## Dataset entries
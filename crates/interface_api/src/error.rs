//! API error handling
//!
//! Every failure leaves the API as an [`HttpErrorInfo`] envelope carrying the
//! request path. Downstream messages are passed through verbatim.

use axum::{
    extract::rejection::{JsonRejection, PathRejection, QueryRejection},
    http::StatusCode,
    response::{IntoResponse, Response},
    Json,
};
use thiserror::Error;
use tracing::{debug, warn};
use validator::ValidationErrors;

use core_kernel::{HttpErrorInfo, PortError};
use domain_composite::CompositeError;

/// API error types
#[derive(Debug, Error)]
pub enum ApiError {
    #[error("{0}")]
    NotFound(String),

    #[error("{0}")]
    InvalidInput(String),

    #[error("{0}")]
    Validation(String),

    /// A downstream error status other than 404 and 422
    #[error("{message}")]
    Upstream { status: u16, message: String },

    /// A downstream service could not be reached or answered garbage
    #[error("{0}")]
    BadGateway(String),

    /// The request could not be extracted
    #[error("{message}")]
    Rejected { status: StatusCode, message: String },

    #[error("{0}")]
    Unavailable(String),
}

impl ApiError {
    pub fn status(&self) -> StatusCode {
        match self {
            ApiError::NotFound(_) => StatusCode::NOT_FOUND,
            ApiError::InvalidInput(_) | ApiError::Validation(_) => StatusCode::UNPROCESSABLE_ENTITY,
            ApiError::Upstream { status, .. } => StatusCode::from_u16(*status)
                .ok()
                .filter(|s| s.is_client_error() || s.is_server_error())
                .unwrap_or(StatusCode::INTERNAL_SERVER_ERROR),
            ApiError::BadGateway(_) => StatusCode::BAD_GATEWAY,
            ApiError::Rejected { status, .. } => *status,
            ApiError::Unavailable(_) => StatusCode::SERVICE_UNAVAILABLE,
        }
    }

    /// Binds the error to the path of the failed request
    pub fn at(self, path: impl Into<String>) -> ErrorResponse {
        ErrorResponse {
            error: self,
            path: path.into(),
        }
    }
}

/// An error ready to be rendered for one request path
#[derive(Debug)]
pub struct ErrorResponse {
    pub error: ApiError,
    pub path: String,
}

impl IntoResponse for ErrorResponse {
    fn into_response(self) -> Response {
        let status = self.error.status();
        let message = self.error.to_string();

        if status.is_server_error() {
            warn!(status = status.as_u16(), path = %self.path, %message, "Request failed");
        } else {
            debug!(status = status.as_u16(), path = %self.path, %message, "Request rejected");
        }

        let body = HttpErrorInfo::new(status.as_u16(), self.path, message);
        (status, Json(body)).into_response()
    }
}

impl From<PortError> for ApiError {
    fn from(err: PortError) -> Self {
        match err {
            PortError::NotFound { message } => ApiError::NotFound(message),
            PortError::InvalidInput { message } => ApiError::InvalidInput(message),
            PortError::Upstream { status, message, .. } => ApiError::Upstream { status, message },
            PortError::Transport { message } => ApiError::BadGateway(message),
        }
    }
}

impl From<CompositeError> for ApiError {
    fn from(err: CompositeError) -> Self {
        match err {
            CompositeError::Port(port) => port.into(),
            CompositeError::Publish(publish) => ApiError::Unavailable(publish.to_string()),
        }
    }
}

impl From<ValidationErrors> for ApiError {
    fn from(err: ValidationErrors) -> Self {
        ApiError::Validation(err.to_string())
    }
}

impl From<PathRejection> for ApiError {
    fn from(rejection: PathRejection) -> Self {
        ApiError::Rejected {
            status: rejection.status(),
            message: rejection.body_text(),
        }
    }
}

impl From<QueryRejection> for ApiError {
    fn from(rejection: QueryRejection) -> Self {
        ApiError::Rejected {
            status: rejection.status(),
            message: rejection.body_text(),
        }
    }
}

impl From<JsonRejection> for ApiError {
    fn from(rejection: JsonRejection) -> Self {
        ApiError::Rejected {
            status: rejection.status(),
            message: rejection.body_text(),
        }
    }
}
//! Recommendation Domain
//!
//! The recommendation record owned by the recommendation service and the port
//! through which the composite layer reaches that service.

pub mod recommendation;
pub mod ports;

pub use recommendation::Recommendation;
pub use ports::RecommendationPort;
#[cfg(any(test, feature = "mock"))]
pub use ports::mock::MockRecommendationPort;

## Task to carry out
Write out each entry once more, exactly as it was given.

## Exercise response
filename crates/interface_api/src/error.rs
//! API error handling
//!
//! Every failure leaves the API as an [`HttpErrorInfo`] envelope carrying the
//! request path. Downstream messages are passed through verbatim.

use axum::{
    extract::rejection::{JsonRejection, PathRejection, QueryRejection},
    http::StatusCode,
    response::{IntoResponse, Response},
    Json,
};
use thiserror::Error;
use tracing::{debug, warn};
use validator::ValidationErrors;

use core_kernel::{HttpErrorInfo, PortError};
use domain_composite::CompositeError;

/// API error types
#[derive(Debug, Error)]
pub enum ApiError {
    #[error("{0}")]
    NotFound(String),

    #[error("{0}")]
    InvalidInput(String),

    #[error("{0}")]
    Validation(String),

    /// A downstream error status other than 404 and 422
    #[error("{message}")]
    Upstream { status: u16, message: String },

    /// A downstream service could not be reached or answered garbage
    #[error("{0}")]
    BadGateway(String),

    /// The request could not be extracted
    #[error("{message}")]
    Rejected { status: StatusCode, message: String },

    #[error("{0}")]
    Unavailable(String),
}

impl ApiError {
    pub fn status(&self) -> StatusCode {
        match self {
            ApiError::NotFound(_) => StatusCode::NOT_FOUND,
            ApiError::InvalidInput(_) | ApiError::Validation(_) => StatusCode::UNPROCESSABLE_ENTITY,
            ApiError::Upstream { status, .. } => StatusCode::from_u16(*status)
                .ok()
                .filter(|s| s.is_client_error() || s.is_server_error())
                .unwrap_or(StatusCode::INTERNAL_SERVER_ERROR),
            ApiError::BadGateway(_) => StatusCode::BAD_GATEWAY,
            ApiError::Rejected { status, .. } => *status,
            ApiError::Unavailable(_) => StatusCode::SERVICE_UNAVAILABLE,
        }
    }

    /// Binds the error to the path of the failed request
    pub fn at(self, path: impl Into<String>) -> ErrorResponse {
        ErrorResponse {
            error: self,
            path: path.into(),
        }
    }
}

/// An error ready to be rendered for one request path
#[derive(Debug)]
pub struct ErrorResponse {
    pub error: ApiError,
    pub path: String,
}

impl IntoResponse for ErrorResponse {
    fn into_response(self) -> Response {
        let status = self.error.status();
        let message = self.error.to_string();

        if status.is_server_error() {
            warn!(status = status.as_u16(), path = %self.path, %message, "Request failed");
        } else {
            debug!(status = status.as_u16(), path = %self.path, %message, "Request rejected");
        }

        let body = HttpErrorInfo::new(status.as_u16(), self.path, message);
        (status, Json(body)).into_response()
    }
}

impl From<PortError> for ApiError {
    fn from(err: PortError) -> Self {
        match err {
            PortError::NotFound { message } => ApiError::NotFound(message),
            PortError::InvalidInput { message } => ApiError::InvalidInput(message),
            PortError::Upstream { status, message, .. } => ApiError::Upstream { status, message },
            PortError::Transport { message } => ApiError::BadGateway(message),
        }
    }
}

impl From<CompositeError> for ApiError {
    fn from(err: CompositeError) -> Self {
        match err {
            CompositeError::Port(port) => port.into(),
            CompositeError::Publish(publish) => ApiError::Unavailable(publish.to_string()),
        }
    }
}

impl From<ValidationErrors> for ApiError {
    fn from(err: ValidationErrors) -> Self {
        ApiError::Validation(err.to_string())
    }
}

impl From<PathRejection> for ApiError {
    fn from(rejection: PathRejection) -> Self {
        ApiError::Rejected {
            status: rejection.status(),
            message: rejection.body_text(),
        }
    }
}

impl From<QueryRejection> for ApiError {
    fn from(rejection: QueryRejection) -> Self {
        ApiError::Rejected {
            status: rejection.status(),
            message: rejection.body_text(),
        }
    }
}

impl From<JsonRejection> for ApiError {
    fn from(rejection: JsonRejection) -> Self {
        ApiError::Rejected {
            status: rejection.status(),
            message: rejection.body_text(),
        }
    }
}
//! Recommendation Domain
//!
//! The recommendation record owned by the recommendation service and the port
//! through which the composite layer reaches that service.

pub mod recommendation;
pub mod ports;

pub use recommendation::Recommendation;
pub use ports::RecommendationPort;
#[cfg(any(test, feature = "mock"))]
pub use ports::mock::MockRecommendationPort;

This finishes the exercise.